In April, regulatory orders directed by Christie included adding “serious threats” to the qualifying circumstances in the state’s may-issue permitting scheme as well as expanding protections for those transporting firearms. The move came following recommendations of a panel established by Christie in 2015 in response to the death of Carol Bowne, 39, of Berlin.
Bowne was killed in her front yard by her ex-boyfriend after she obtained a protective order and filed paperwork to obtain a firearms permit that was still not granted more than two months later.
However, state Democrats felt the change was wrong for public safety and muscled a bill through the Assembly 46-28 by Majority Leader Louis D. Greenwald and in the Senate 22-17 by Majority Leader Loretta Weinberg, author of the state’s controversial smart gun law, to repeal the reform.
“Violence in our community undermines the safety of all our families, but our moral obligation is to react in a way which truly fixes the problem,” said Greenwald in a statement on the repeal. “The governor proposed these regulations partially in response to a tragedy in my district, but a mass arming of our society is not the right way to fix the problem.”
The measure, S.2165/A.3689, outlines “justifiable need” as the standard for obtaining a gun permit rather than Christie’s reform.
Gun rights advocates feel it is a slap in the face to those who seek a firearm for self-defense.

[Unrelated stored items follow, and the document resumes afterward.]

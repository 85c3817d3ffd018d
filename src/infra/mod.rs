pub mod error;
pub mod fs;
pub mod http;
pub mod telemetry;
use std::sync::{RwLock, RwLockReadGuard, RwLockWriteGuard};

use tracing::warn;

pub(crate) fn rw_read<'a, T>(
    lock: &'a RwLock<T>,
    target: &'static str,
    op: &'static str,
) -> RwLockReadGuard<'a, T> {
    match lock.read() {
        Ok(guard) => guard,
        Err(poisoned) => {
            warn!(
                op,
                target_module = target,
                lock_kind = "rwlock.read",
                result = "poisoned_recovered",
                hint = "state may be stale after panic in another thread",
                "Recovered from poisoned cache lock"
            );
            poisoned.into_inner()
        }
    }
}

pub(crate) fn rw_write<'a, T>(
    lock: &'a RwLock<T>,
    target: &'static str,
    op: &'static str,
) -> RwLockWriteGuard<'a, T> {
    match lock.write() {
        Ok(guard) => guard,
        Err(poisoned) => {
            warn!(
                op,
                target_module = target,
                lock_kind = "rwlock.write",
                result = "poisoned_recovered",
                hint = "state may be stale after panic in another thread",
                "Recovered from poisoned cache lock"
            );
            poisoned.into_inner()
        }
    }
}
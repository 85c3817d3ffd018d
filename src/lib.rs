//! Brezza: a small development file server with a memoizing compile cache.
//!
//! Requests for preprocessed sources run through a compile handler and the
//! output is cached in memory, keyed by the structural content of the query
//! and invalidated against the source file's modification time. Plain files
//! and directory listings are served straight from the configured root.

pub mod application;
pub mod cache;
pub mod config;
pub mod infra;
pub mod presentation;
//! Configuration layer: typed settings with layered precedence (file → env → CLI).

use std::{net::SocketAddr, path::PathBuf, str::FromStr, time::Duration};

use clap::{Args, Parser, Subcommand, builder::BoolishValueParser};
use config::{Config, Environment, File};
use serde::Deserialize;
use thiserror::Error;
use tracing::level_filters::LevelFilter;

const DEFAULT_CONFIG_BASENAME: &str = "config/default";
const LOCAL_CONFIG_BASENAME: &str = "brezza";
const DEFAULT_HOST: &str = "127.0.0.1";
const DEFAULT_PORT: u16 = 8000;
const DEFAULT_GRACEFUL_SHUTDOWN_SECS: u64 = 30;
const DEFAULT_SERVE_ROOT: &str = ".";
const DEFAULT_ESBUILD_PATH: &str = "esbuild";

/// Command-line arguments for the brezza binary.
#[derive(Debug, Parser)]
#[command(name = "brezza", version, about = "Brezza development file server")]
pub struct CliArgs {
    /// Optional path to a configuration file.
    #[arg(long = "config-file", env = "BREZZA_CONFIG_FILE", value_name = "PATH")]
    pub config_file: Option<PathBuf>,

    #[command(subcommand)]
    pub command: Option<Command>,
}

#[derive(Debug, Subcommand, Clone)]
pub enum Command {
    /// Run the development file server.
    Serve(Box<ServeArgs>),
}

#[derive(Debug, Args, Default, Clone)]
pub struct ServeArgs {
    #[command(flatten)]
    pub overrides: ServeOverrides,
}

#[derive(Debug, Args, Default, Clone)]
pub struct ServeOverrides {
    /// Override the listener host.
    #[arg(long = "server-host", value_name = "HOST")]
    pub server_host: Option<String>,

    /// Override the listener port.
    #[arg(long = "server-port", value_name = "PORT")]
    pub server_port: Option<u16>,

    /// Override the directory served as the site root.
    #[arg(long = "root", value_name = "PATH")]
    pub root: Option<PathBuf>,

    /// Enable or disable the compile cache.
    #[arg(long = "cache", value_name = "BOOL", value_parser = BoolishValueParser::new())]
    pub cache: Option<bool>,

    /// Override the esbuild executable used for compilation.
    #[arg(long = "esbuild-path", value_name = "PATH")]
    pub esbuild_path: Option<PathBuf>,

    /// Enable or disable minified compile output.
    #[arg(long = "minify", value_name = "BOOL", value_parser = BoolishValueParser::new())]
    pub minify: Option<bool>,

    /// Override the log level filter.
    #[arg(long = "log-level", value_name = "LEVEL")]
    pub log_level: Option<String>,

    /// Force JSON log output.
    #[arg(long = "log-json", value_name = "BOOL", value_parser = BoolishValueParser::new())]
    pub log_json: Option<bool>,
}

/// Fully-resolved settings after precedence resolution and validation.
#[derive(Debug, Clone)]
pub struct Settings {
    pub server: ServerSettings,
    pub logging: LoggingSettings,
    pub cache: CacheSettings,
    pub compile: CompileSettings,
    pub files: FilesSettings,
}

#[derive(Debug, Clone)]
pub struct ServerSettings {
    pub addr: SocketAddr,
    pub graceful_shutdown: Duration,
}

#[derive(Debug, Clone)]
pub struct LoggingSettings {
    pub level: LevelFilter,
    pub format: LogFormat,
}

#[derive(Debug, Clone, Copy)]
pub enum LogFormat {
    Json,
    Compact,
}

#[derive(Debug, Clone)]
pub struct CacheSettings {
    pub enabled: bool,
}

#[derive(Debug, Clone)]
pub struct CompileSettings {
    pub esbuild_path: PathBuf,
    pub minify: bool,
}

#[derive(Debug, Clone)]
pub struct FilesSettings {
    pub root: PathBuf,
}

#[derive(Debug, Error)]
pub enum LoadError {
    #[error("failed to build configuration: {0}")]
    Build(#[from] config::ConfigError),
    #[error("invalid configuration for `{key}`: {reason}")]
    Invalid { key: &'static str, reason: String },
}

impl LoadError {
    fn invalid(key: &'static str, reason: impl Into<String>) -> Self {
        Self::Invalid {
            key,
            reason: reason.into(),
        }
    }
}

/// Load settings using the configured precedence (file → environment → CLI).
pub fn load(cli: &CliArgs) -> Result<Settings, LoadError> {
    let mut builder = Config::builder()
        .add_source(File::with_name(DEFAULT_CONFIG_BASENAME).required(false))
        .add_source(File::with_name(LOCAL_CONFIG_BASENAME).required(false));

    if let Some(path) = cli.config_file.as_ref() {
        builder = builder.add_source(File::from(path.as_path()).required(true));
    }

    builder = builder.add_source(Environment::with_prefix("BREZZA").separator("__"));

    let mut raw: RawSettings = builder.build()?.try_deserialize()?;

    match cli.command.as_ref() {
        Some(Command::Serve(args)) => raw.apply_serve_overrides(&args.overrides),
        None => raw.apply_serve_overrides(&ServeOverrides::default()),
    }

    Settings::from_raw(raw)
}

/// Resolve configuration using the supplied CLI arguments, returning both for downstream use.
pub fn load_with_cli() -> Result<(CliArgs, Settings), LoadError> {
    let args = CliArgs::parse();
    let settings = load(&args)?;
    Ok((args, settings))
}

#[derive(Debug, Clone, Deserialize, Default)]
#[serde(default)]
struct RawSettings {
    server: RawServerSettings,
    logging: RawLoggingSettings,
    cache: RawCacheSettings,
    compile: RawCompileSettings,
    files: RawFilesSettings,
}

impl RawSettings {
    fn apply_serve_overrides(&mut self, overrides: &ServeOverrides) {
        if let Some(host) = overrides.server_host.as_ref() {
            self.server.host = Some(host.clone());
        }
        if let Some(port) = overrides.server_port {
            self.server.port = Some(port);
        }
        if let Some(root) = overrides.root.as_ref() {
            self.files.root = Some(root.clone());
        }
        if let Some(enabled) = overrides.cache {
            self.cache.enabled = Some(enabled);
        }
        if let Some(path) = overrides.esbuild_path.as_ref() {
            self.compile.esbuild_path = Some(path.clone());
        }
        if let Some(minify) = overrides.minify {
            self.compile.minify = Some(minify);
        }
        if let Some(level) = overrides.log_level.as_ref() {
            self.logging.level = Some(level.clone());
        }
        if let Some(json) = overrides.log_json {
            self.logging.json = Some(json);
        }
    }
}

impl Settings {
    fn from_raw(raw: RawSettings) -> Result<Self, LoadError> {
        Ok(Self {
            server: build_server_settings(raw.server)?,
            logging: build_logging_settings(raw.logging)?,
            cache: build_cache_settings(raw.cache),
            compile: build_compile_settings(raw.compile)?,
            files: build_files_settings(raw.files)?,
        })
    }
}

fn build_server_settings(server: RawServerSettings) -> Result<ServerSettings, LoadError> {
    let host = server.host.unwrap_or_else(|| DEFAULT_HOST.to_string());

    let port = server.port.unwrap_or(DEFAULT_PORT);
    if port == 0 {
        return Err(LoadError::invalid(
            "server.port",
            "port must be greater than zero",
        ));
    }

    let addr =
        parse_socket_addr(&host, port).map_err(|reason| LoadError::invalid("server.addr", reason))?;

    let graceful_seconds = server
        .graceful_shutdown_seconds
        .unwrap_or(DEFAULT_GRACEFUL_SHUTDOWN_SECS);

    Ok(ServerSettings {
        addr,
        graceful_shutdown: Duration::from_secs(graceful_seconds),
    })
}

fn build_logging_settings(logging: RawLoggingSettings) -> Result<LoggingSettings, LoadError> {
    let level = match logging.level {
        Some(level) => LevelFilter::from_str(level.as_str()).map_err(|err| {
            LoadError::invalid("logging.level", format!("failed to parse: {err}"))
        })?,
        None => LevelFilter::INFO,
    };

    let format = if logging.json.unwrap_or(false) {
        LogFormat::Json
    } else {
        LogFormat::Compact
    };

    Ok(LoggingSettings { level, format })
}

fn build_cache_settings(cache: RawCacheSettings) -> CacheSettings {
    CacheSettings {
        enabled: cache.enabled.unwrap_or(true),
    }
}

fn build_compile_settings(compile: RawCompileSettings) -> Result<CompileSettings, LoadError> {
    let esbuild_path = compile
        .esbuild_path
        .unwrap_or_else(|| PathBuf::from(DEFAULT_ESBUILD_PATH));
    if esbuild_path.as_os_str().is_empty() {
        return Err(LoadError::invalid(
            "compile.esbuild_path",
            "path must not be empty",
        ));
    }

    Ok(CompileSettings {
        esbuild_path,
        minify: compile.minify.unwrap_or(false),
    })
}

fn build_files_settings(files: RawFilesSettings) -> Result<FilesSettings, LoadError> {
    let root = files
        .root
        .unwrap_or_else(|| PathBuf::from(DEFAULT_SERVE_ROOT));
    if root.as_os_str().is_empty() {
        return Err(LoadError::invalid("files.root", "path must not be empty"));
    }

    Ok(FilesSettings { root })
}

#[derive(Debug, Clone, Deserialize, Default)]
#[serde(default)]
struct RawServerSettings {
    host: Option<String>,
    port: Option<u16>,
    graceful_shutdown_seconds: Option<u64>,
}

#[derive(Debug, Clone, Deserialize, Default)]
#[serde(default)]
struct RawLoggingSettings {
    level: Option<String>,
    json: Option<bool>,
}

#[derive(Debug, Clone, Deserialize, Default)]
#[serde(default)]
struct RawCacheSettings {
    enabled: Option<bool>,
}

#[derive(Debug, Clone, Deserialize, Default)]
#[serde(default)]
struct RawCompileSettings {
    esbuild_path: Option<PathBuf>,
    minify: Option<bool>,
}

#[derive(Debug, Clone, Deserialize, Default)]
#[serde(default)]
struct RawFilesSettings {
    root: Option<PathBuf>,
}

fn parse_socket_addr(host: &str, port: u16) -> Result<SocketAddr, String> {
    let candidate = format!("{host}:{port}");
    candidate
        .parse()
        .map_err(|err| format!("invalid address `{candidate}`: {err}"))
}
//! CSI over QUIC.
//!
//! [`server::CsiServer`] answers one [`CsiMessage`](crate::CsiMessage) per
//! bi-stream on behalf of a backend; [`client::ArStorClient`] is the typed
//! caller used by tooling and tests.

pub mod client;
pub mod server;
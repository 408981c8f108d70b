//! CSI error types.
//!
//! All errors in the `libarstor` crate are represented by the [`CsiError`]
//! enum, which derives [`thiserror::Error`] for ergonomic error handling and
//! also implements [`Serialize`]/[`Deserialize`] so errors can travel across
//! the QUIC transport layer.

use serde::{Deserialize, Serialize};
use thiserror::Error;

/// Numeric code the ArStor tool embeds in its output when a directory has no
/// room left for another entry.
const NO_SPACE_CODE: &str = "7";

/// Unified error type for CSI operations.
#[derive(Debug, Error, Serialize, Deserialize, Clone)]
pub enum CsiError {
    /// An entity with the same name but incompatible attributes exists.
    #[error("already exists: {0}")]
    AlreadyExists(String),

    /// The requested volume was not found.
    #[error("volume {0} not found")]
    VolumeNotFound(String),

    /// The requested snapshot was not found.
    #[error("snapshot {0} not found")]
    SnapshotNotFound(String),

    /// The operation is blocked by a dependent entity (snapshot, device).
    #[error("conflict: {0}")]
    Conflict(String),

    /// Requested capacity or directory space is exhausted.
    #[error("resource exhausted: {0}")]
    ResourceExhausted(String),

    /// Readiness polling ran past its horizon.
    #[error("timeout: {0}")]
    Timeout(String),

    /// A mount operation failed.
    #[error("mount failed at {path}: {reason}")]
    MountFailed {
        /// Filesystem path where the mount was attempted.
        path: String,
        /// Human-readable failure reason.
        reason: String,
    },

    /// An unmount operation failed.
    #[error("unmount failed at {path}: {reason}")]
    UnmountFailed {
        /// Filesystem path where the unmount was attempted.
        path: String,
        /// Human-readable failure reason.
        reason: String,
    },

    /// The ArStor tool (or another external command) returned an error.
    /// The payload is the raw text the tool produced.
    #[error("backend error: {0}")]
    BackendError(String),

    /// A QUIC / transport-level error.
    #[error("transport error: {0}")]
    TransportError(String),

    /// The caller supplied an invalid argument.
    #[error("invalid argument: {0}")]
    InvalidArgument(String),

    /// The RPC is not implemented by this plugin.
    #[error("unimplemented: {0}")]
    Unimplemented(String),

    /// An unclassified internal error.
    #[error("internal error: {0}")]
    Internal(String),
}

impl CsiError {
    /// Create a [`CsiError::BackendError`] from anything that implements
    /// [`std::fmt::Display`].
    pub fn backend<E: std::fmt::Display>(e: E) -> Self {
        Self::BackendError(e.to_string())
    }

    /// Create a [`CsiError::TransportError`] from anything that implements
    /// [`std::fmt::Display`].
    pub fn transport<E: std::fmt::Display>(e: E) -> Self {
        Self::TransportError(e.to_string())
    }

    /// Create a [`CsiError::Internal`] from anything that implements
    /// [`std::fmt::Display`].
    pub fn internal<E: std::fmt::Display>(e: E) -> Self {
        Self::Internal(e.to_string())
    }

    /// Returns `true` when a backend error carries the array's "directory
    /// full" code.
    ///
    /// The tool reports failures as free text; the first run of digits in
    /// that text is the array's error code.
    pub fn is_no_space(&self) -> bool {
        match self {
            Self::BackendError(text) => first_number(text) == Some(NO_SPACE_CODE),
            _ => false,
        }
    }

    /// Returns `true` for the volume/snapshot lookup failures.
    pub fn is_not_found(&self) -> bool {
        matches!(self, Self::VolumeNotFound(_) | Self::SnapshotNotFound(_))
    }
}

/// Return the first contiguous run of ASCII digits in `text`.
fn first_number(text: &str) -> Option<&str> {
    let start = text.find(|c: char| c.is_ascii_digit())?;
    let rest = &text[start..];
    let end = rest
        .find(|c: char| !c.is_ascii_digit())
        .unwrap_or(rest.len());
    Some(&rest[..end])
}

impl From<std::io::Error> for CsiError {
    fn from(e: std::io::Error) -> Self {
        Self::Internal(e.to_string())
    }
}

#[cfg(test)]
mod tests {
    use super::*;

    #[test]
    fn error_display() {
        let err = CsiError::VolumeNotFound("vol-123".into());
        assert_eq!(err.to_string(), "volume vol-123 not found");
    }

    #[test]
    fn error_serde_roundtrip() {
        let err = CsiError::MountFailed {
            path: "/mnt/test".into(),
            reason: "permission denied".into(),
        };
        let json = serde_json::to_string(&err).expect("serialize");
        let de: CsiError = serde_json::from_str(&json).expect("deserialize");
        assert_eq!(err.to_string(), de.to_string());
    }

    #[test]
    fn no_space_detection_uses_first_number() {
        assert!(CsiError::backend("createfile failed: 7 directory is full").is_no_space());
        assert!(CsiError::backend("error code=7").is_no_space());
        assert!(!CsiError::backend("error 17, 7 retries").is_no_space());
        assert!(!CsiError::backend("permission denied").is_no_space());
        assert!(!CsiError::Internal("7".into()).is_no_space());
    }

    #[test]
    fn not_found_classification() {
        assert!(CsiError::SnapshotNotFound("s".into()).is_not_found());
        assert!(!CsiError::Conflict("c".into()).is_not_found());
    }
}
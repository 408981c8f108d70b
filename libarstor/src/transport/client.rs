//! Typed QUIC client for driving an ArStor plugin.
//!
//! Each method sends one request on its own bi-stream and checks that the
//! reply is the variant that request answers with. A reply of another kind
//! is reported as [`CsiError::TransportError`].

use std::collections::HashMap;
use std::net::SocketAddr;
use std::sync::Arc;

use quinn::crypto::rustls::QuicClientConfig;
use tracing::{debug, instrument};

use crate::error::CsiError;
use crate::message::CsiMessage;
use crate::types::*;

/// Upper bound on a single reply; volume and snapshot listings are the large ones.
const MAX_REPLY_BYTES: usize = 16 * 1024 * 1024;

/// Pulls the expected payload out of a reply or names the mismatch.
macro_rules! expect_reply {
    ($reply:expr, $variant:pat => $value:expr) => {
        match $reply {
            $variant => Ok($value),
            other => Err(CsiError::TransportError(format!("unexpected reply {other}"))),
        }
    };
}

/// Connection to one plugin endpoint.
pub struct ArStorClient {
    connection: quinn::Connection,
}

impl ArStorClient {
    /// Connect to the plugin at `addr`, verifying its certificate against
    /// `server_name`.
    pub async fn connect(
        addr: SocketAddr,
        server_name: &str,
        tls_config: rustls::ClientConfig,
    ) -> Result<Self, CsiError> {
        let crypto = QuicClientConfig::try_from(tls_config)
            .map_err(|e| CsiError::TransportError(format!("TLS config unusable for QUIC: {e}")))?;
        let mut endpoint = quinn::Endpoint::client(SocketAddr::from(([0, 0, 0, 0], 0)))
            .map_err(CsiError::transport)?;
        endpoint.set_default_client_config(quinn::ClientConfig::new(Arc::new(crypto)));

        let connection = endpoint
            .connect(addr, server_name)
            .map_err(CsiError::transport)?
            .await
            .map_err(CsiError::transport)?;
        debug!(%addr, %server_name, "connected to plugin");
        Ok(Self { connection })
    }

    /// Raw exchange: whatever the plugin replies, including
    /// [`CsiMessage::Error`], comes back as `Ok`.
    #[instrument(skip(self), fields(msg = %msg))]
    pub async fn request(&self, msg: &CsiMessage) -> Result<CsiMessage, CsiError> {
        let (mut send, mut recv) = self
            .connection
            .open_bi()
            .await
            .map_err(CsiError::transport)?;

        let payload = serde_json::to_vec(msg).map_err(CsiError::internal)?;
        send.write_all(&payload)
            .await
            .map_err(CsiError::transport)?;
        send.finish().map_err(CsiError::transport)?;

        let buf = recv
            .read_to_end(MAX_REPLY_BYTES)
            .await
            .map_err(CsiError::transport)?;
        let reply: CsiMessage = serde_json::from_slice(&buf).map_err(CsiError::transport)?;
        debug!(%reply, "plugin replied");
        Ok(reply)
    }

    /// Like [`request`](Self::request) but a [`CsiMessage::Error`] reply
    /// becomes `Err`.
    pub async fn call(&self, msg: &CsiMessage) -> Result<CsiMessage, CsiError> {
        match self.request(msg).await? {
            CsiMessage::Error(e) => Err(e),
            other => Ok(other),
        }
    }

    async fn call_ok(&self, msg: &CsiMessage) -> Result<(), CsiError> {
        expect_reply!(self.call(msg).await?, CsiMessage::Ok => ())
    }

    // ----- Identity --------------------------------------------------------

    pub async fn probe(&self) -> Result<bool, CsiError> {
        expect_reply!(self.call(&CsiMessage::Probe).await?, CsiMessage::ProbeResult(ready) => ready)
    }

    pub async fn plugin_info(&self) -> Result<PluginInfo, CsiError> {
        expect_reply!(
            self.call(&CsiMessage::GetPluginInfo).await?,
            CsiMessage::PluginInfoResponse(info) => info
        )
    }

    pub async fn plugin_capabilities(&self) -> Result<Vec<PluginCapability>, CsiError> {
        expect_reply!(
            self.call(&CsiMessage::GetPluginCapabilities).await?,
            CsiMessage::PluginCapabilitiesResponse(caps) => caps
        )
    }

    // ----- Controller ------------------------------------------------------

    pub async fn create_volume(&self, req: CreateVolumeRequest) -> Result<Volume, CsiError> {
        expect_reply!(
            self.call(&CsiMessage::CreateVolume(req)).await?,
            CsiMessage::VolumeCreated(volume) => volume
        )
    }

    /// Deleting an unknown volume succeeds.
    pub async fn delete_volume(&self, volume_id: &VolumeId) -> Result<(), CsiError> {
        self.call_ok(&CsiMessage::DeleteVolume(volume_id.clone()))
            .await
    }

    pub async fn list_volumes(&self) -> Result<Vec<Volume>, CsiError> {
        expect_reply!(
            self.call(&CsiMessage::ListVolumes).await?,
            CsiMessage::VolumeList(volumes) => volumes
        )
    }

    pub async fn capacity(&self) -> Result<u64, CsiError> {
        expect_reply!(
            self.call(&CsiMessage::GetCapacity).await?,
            CsiMessage::Capacity(bytes) => bytes
        )
    }

    pub async fn validate_volume_capabilities(
        &self,
        volume_id: &VolumeId,
        capabilities: Vec<VolumeCapability>,
    ) -> Result<bool, CsiError> {
        let msg = CsiMessage::ValidateVolumeCapabilities {
            volume_id: volume_id.clone(),
            capabilities,
        };
        expect_reply!(self.call(&msg).await?, CsiMessage::CapabilitiesValid(valid) => valid)
    }

    pub async fn controller_publish_volume(
        &self,
        req: ControllerPublishVolumeRequest,
    ) -> Result<HashMap<String, String>, CsiError> {
        expect_reply!(
            self.call(&CsiMessage::ControllerPublishVolume(req)).await?,
            CsiMessage::PublishContext(context) => context
        )
    }

    pub async fn controller_unpublish_volume(
        &self,
        volume_id: &VolumeId,
        node_id: &str,
    ) -> Result<(), CsiError> {
        self.call_ok(&CsiMessage::ControllerUnpublishVolume {
            volume_id: volume_id.clone(),
            node_id: node_id.to_owned(),
        })
        .await
    }

    pub async fn expand_volume(
        &self,
        req: ExpandVolumeRequest,
    ) -> Result<ExpandVolumeResponse, CsiError> {
        expect_reply!(
            self.call(&CsiMessage::ExpandVolume(req)).await?,
            CsiMessage::VolumeExpanded(resp) => resp
        )
    }

    pub async fn controller_capabilities(&self) -> Result<Vec<ControllerCapability>, CsiError> {
        expect_reply!(
            self.call(&CsiMessage::GetControllerCapabilities).await?,
            CsiMessage::ControllerCapabilitiesResponse(caps) => caps
        )
    }

    pub async fn create_snapshot(&self, req: CreateSnapshotRequest) -> Result<Snapshot, CsiError> {
        expect_reply!(
            self.call(&CsiMessage::CreateSnapshot(req)).await?,
            CsiMessage::SnapshotCreated(snapshot) => snapshot
        )
    }

    pub async fn delete_snapshot(&self, snapshot_id: &SnapshotId) -> Result<(), CsiError> {
        self.call_ok(&CsiMessage::DeleteSnapshot(snapshot_id.clone()))
            .await
    }

    pub async fn list_snapshots(&self, req: ListSnapshotsRequest) -> Result<Vec<Snapshot>, CsiError> {
        expect_reply!(
            self.call(&CsiMessage::ListSnapshots(req)).await?,
            CsiMessage::SnapshotList(snapshots) => snapshots
        )
    }

    // ----- Node ------------------------------------------------------------

    pub async fn stage_volume(&self, req: NodeStageVolumeRequest) -> Result<(), CsiError> {
        self.call_ok(&CsiMessage::StageVolume(req)).await
    }

    pub async fn unstage_volume(
        &self,
        volume_id: &VolumeId,
        staging_target_path: &str,
    ) -> Result<(), CsiError> {
        self.call_ok(&CsiMessage::UnstageVolume {
            volume_id: volume_id.clone(),
            staging_target_path: staging_target_path.to_owned(),
        })
        .await
    }

    pub async fn publish_volume(&self, req: NodePublishVolumeRequest) -> Result<(), CsiError> {
        self.call_ok(&CsiMessage::PublishVolume(req)).await
    }

    pub async fn unpublish_volume(
        &self,
        volume_id: &VolumeId,
        target_path: &str,
    ) -> Result<(), CsiError> {
        self.call_ok(&CsiMessage::UnpublishVolume {
            volume_id: volume_id.clone(),
            target_path: target_path.to_owned(),
        })
        .await
    }

    pub async fn node_expand_volume(&self, req: NodeExpandVolumeRequest) -> Result<(), CsiError> {
        self.call_ok(&CsiMessage::NodeExpandVolume(req)).await
    }

    pub async fn node_info(&self) -> Result<NodeInfo, CsiError> {
        expect_reply!(
            self.call(&CsiMessage::GetNodeInfo).await?,
            CsiMessage::NodeInfoResponse(info) => info
        )
    }

    pub async fn node_capabilities(&self) -> Result<Vec<NodeCapability>, CsiError> {
        expect_reply!(
            self.call(&CsiMessage::GetNodeCapabilities).await?,
            CsiMessage::NodeCapabilitiesResponse(caps) => caps
        )
    }

    pub fn close(&self) {
        self.connection
            .close(quinn::VarInt::from_u32(0), b"client done");
    }
}

#[cfg(test)]
mod tests {
    use super::*;

    fn ready_flag(reply: CsiMessage) -> Result<bool, CsiError> {
        expect_reply!(reply, CsiMessage::ProbeResult(ready) => ready)
    }

    #[test]
    fn mismatched_reply_is_a_transport_error() {
        assert!(ready_flag(CsiMessage::ProbeResult(true)).unwrap());
        let err = ready_flag(CsiMessage::Capacity(7)).unwrap_err();
        assert!(matches!(err, CsiError::TransportError(ref m) if m.contains("Capacity")));
    }
}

“Outraged by recent state police regulations recommended by Governor Christie making an incremental improvement in right to carry, anti-gun legislators fast-tracked this legislation to kill the new regulations and permanently cement in place New Jersey’s current unconstitutional carry permit standard,” Scott L. Bach, executive director of the Association of New Jersey Rifle and Pistol Clubs, told Guns.com.
Bach felt the move by legislators to be almost cynically out of touch.
“Only in the Garden State do lawmakers openly block self-defense by those facing serious threats and tout it as a good thing,” he said. “Yet lawmakers themselves enjoy the armed protection of state house security details while they hypocritically block everyone else’s rights.”
The measure, along with one to revise New Jersey’s smart gun statutes, heads to Christies desk. While he has not commented directly on his plans for the two current bills, he has vetoed a string of gun control proposals sent his way in the past.